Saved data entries
____________
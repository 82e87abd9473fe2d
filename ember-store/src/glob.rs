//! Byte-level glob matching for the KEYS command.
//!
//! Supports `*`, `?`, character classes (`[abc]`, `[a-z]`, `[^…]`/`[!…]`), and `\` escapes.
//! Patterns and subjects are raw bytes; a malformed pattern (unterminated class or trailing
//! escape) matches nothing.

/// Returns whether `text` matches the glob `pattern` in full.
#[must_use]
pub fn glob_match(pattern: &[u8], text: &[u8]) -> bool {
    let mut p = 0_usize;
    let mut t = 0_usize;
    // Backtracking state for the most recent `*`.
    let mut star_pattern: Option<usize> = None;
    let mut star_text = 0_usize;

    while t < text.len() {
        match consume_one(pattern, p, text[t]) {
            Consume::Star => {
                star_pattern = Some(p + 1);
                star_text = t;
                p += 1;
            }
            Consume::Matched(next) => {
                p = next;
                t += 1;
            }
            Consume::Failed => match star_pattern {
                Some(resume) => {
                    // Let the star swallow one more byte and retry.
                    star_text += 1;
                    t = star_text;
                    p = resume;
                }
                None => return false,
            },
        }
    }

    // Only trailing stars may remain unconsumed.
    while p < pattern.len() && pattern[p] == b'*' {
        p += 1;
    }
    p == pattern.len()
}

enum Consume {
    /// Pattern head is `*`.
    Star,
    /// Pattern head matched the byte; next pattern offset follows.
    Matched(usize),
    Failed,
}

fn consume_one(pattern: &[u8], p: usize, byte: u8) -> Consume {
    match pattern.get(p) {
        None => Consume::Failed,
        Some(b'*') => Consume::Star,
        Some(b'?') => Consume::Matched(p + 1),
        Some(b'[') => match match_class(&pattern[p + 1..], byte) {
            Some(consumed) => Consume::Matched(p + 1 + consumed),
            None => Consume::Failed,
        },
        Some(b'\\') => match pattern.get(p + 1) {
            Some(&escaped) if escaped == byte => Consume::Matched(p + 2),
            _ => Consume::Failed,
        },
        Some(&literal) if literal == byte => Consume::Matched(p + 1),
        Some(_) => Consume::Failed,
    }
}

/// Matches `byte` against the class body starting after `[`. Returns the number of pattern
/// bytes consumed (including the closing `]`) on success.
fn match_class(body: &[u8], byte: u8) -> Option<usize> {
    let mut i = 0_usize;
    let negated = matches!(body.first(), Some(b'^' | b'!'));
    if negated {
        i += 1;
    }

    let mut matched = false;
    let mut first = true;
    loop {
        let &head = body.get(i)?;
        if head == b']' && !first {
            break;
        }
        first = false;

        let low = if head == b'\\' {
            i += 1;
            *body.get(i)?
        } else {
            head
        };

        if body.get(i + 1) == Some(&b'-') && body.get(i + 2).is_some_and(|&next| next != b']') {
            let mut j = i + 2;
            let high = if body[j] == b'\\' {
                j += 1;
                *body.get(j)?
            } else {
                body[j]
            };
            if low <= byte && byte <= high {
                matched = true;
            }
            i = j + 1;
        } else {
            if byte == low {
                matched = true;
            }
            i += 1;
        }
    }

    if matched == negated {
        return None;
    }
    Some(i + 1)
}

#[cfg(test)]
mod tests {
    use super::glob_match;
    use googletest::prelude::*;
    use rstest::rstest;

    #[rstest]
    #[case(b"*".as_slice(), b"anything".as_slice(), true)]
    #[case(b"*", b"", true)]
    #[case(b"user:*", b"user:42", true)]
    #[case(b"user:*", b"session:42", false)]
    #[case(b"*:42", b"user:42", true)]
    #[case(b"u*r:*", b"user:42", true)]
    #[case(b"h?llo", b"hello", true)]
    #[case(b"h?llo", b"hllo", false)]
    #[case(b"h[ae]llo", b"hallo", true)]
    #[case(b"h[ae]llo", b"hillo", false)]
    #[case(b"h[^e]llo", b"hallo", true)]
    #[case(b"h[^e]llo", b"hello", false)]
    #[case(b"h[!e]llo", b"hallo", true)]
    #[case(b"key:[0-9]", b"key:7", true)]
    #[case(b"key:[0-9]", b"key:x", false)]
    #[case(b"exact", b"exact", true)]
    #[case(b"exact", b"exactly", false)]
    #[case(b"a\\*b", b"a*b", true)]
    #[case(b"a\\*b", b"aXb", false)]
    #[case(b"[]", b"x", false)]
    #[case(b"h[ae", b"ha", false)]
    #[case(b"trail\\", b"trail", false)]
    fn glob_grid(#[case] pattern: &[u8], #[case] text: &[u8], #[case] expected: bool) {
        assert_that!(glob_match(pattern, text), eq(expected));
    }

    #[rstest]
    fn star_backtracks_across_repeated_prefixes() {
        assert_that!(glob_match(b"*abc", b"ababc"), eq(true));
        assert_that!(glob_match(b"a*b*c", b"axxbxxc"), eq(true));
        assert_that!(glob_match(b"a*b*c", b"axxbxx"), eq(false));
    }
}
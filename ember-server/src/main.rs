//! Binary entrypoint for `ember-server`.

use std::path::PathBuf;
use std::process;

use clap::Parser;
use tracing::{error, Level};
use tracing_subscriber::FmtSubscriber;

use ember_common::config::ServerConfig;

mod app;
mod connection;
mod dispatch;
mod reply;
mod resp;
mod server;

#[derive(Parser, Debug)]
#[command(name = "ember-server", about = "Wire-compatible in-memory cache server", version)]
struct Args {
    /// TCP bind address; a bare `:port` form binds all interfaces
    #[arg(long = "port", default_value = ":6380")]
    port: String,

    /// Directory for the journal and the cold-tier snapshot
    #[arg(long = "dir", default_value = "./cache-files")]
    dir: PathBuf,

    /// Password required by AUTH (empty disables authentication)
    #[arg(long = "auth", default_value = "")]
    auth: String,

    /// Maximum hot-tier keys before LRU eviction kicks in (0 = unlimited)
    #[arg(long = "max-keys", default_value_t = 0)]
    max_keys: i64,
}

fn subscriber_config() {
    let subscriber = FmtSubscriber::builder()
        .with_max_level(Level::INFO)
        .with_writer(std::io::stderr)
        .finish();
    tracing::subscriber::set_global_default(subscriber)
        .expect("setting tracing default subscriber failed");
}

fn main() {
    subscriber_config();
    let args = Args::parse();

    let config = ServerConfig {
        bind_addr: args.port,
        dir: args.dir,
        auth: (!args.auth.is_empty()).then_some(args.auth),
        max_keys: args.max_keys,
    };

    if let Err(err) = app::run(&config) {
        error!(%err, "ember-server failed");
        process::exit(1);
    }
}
____________
Exercise requirements>
Both the line containing "Some(&escaped) if escaped" and the line containing "let mut i = 0_usize;" belong in the answer. Print them and every line above that falls between them exactly, and no others.

Completed exercise>
            Some(&escaped) if escaped == byte => Consume::Matched(p + 2),
            _ => Consume::Failed,
        },
        Some(&literal) if literal == byte => Consume::Matched(p + 1),
        Some(_) => Consume::Failed,
    }
}

/// Matches `byte` against the class body starting after `[`. Returns the number of pattern
/// bytes consumed (including the closing `]`) on success.
fn match_class(body: &[u8], byte: u8) -> Option<usize> {
    let mut i = 0_usize;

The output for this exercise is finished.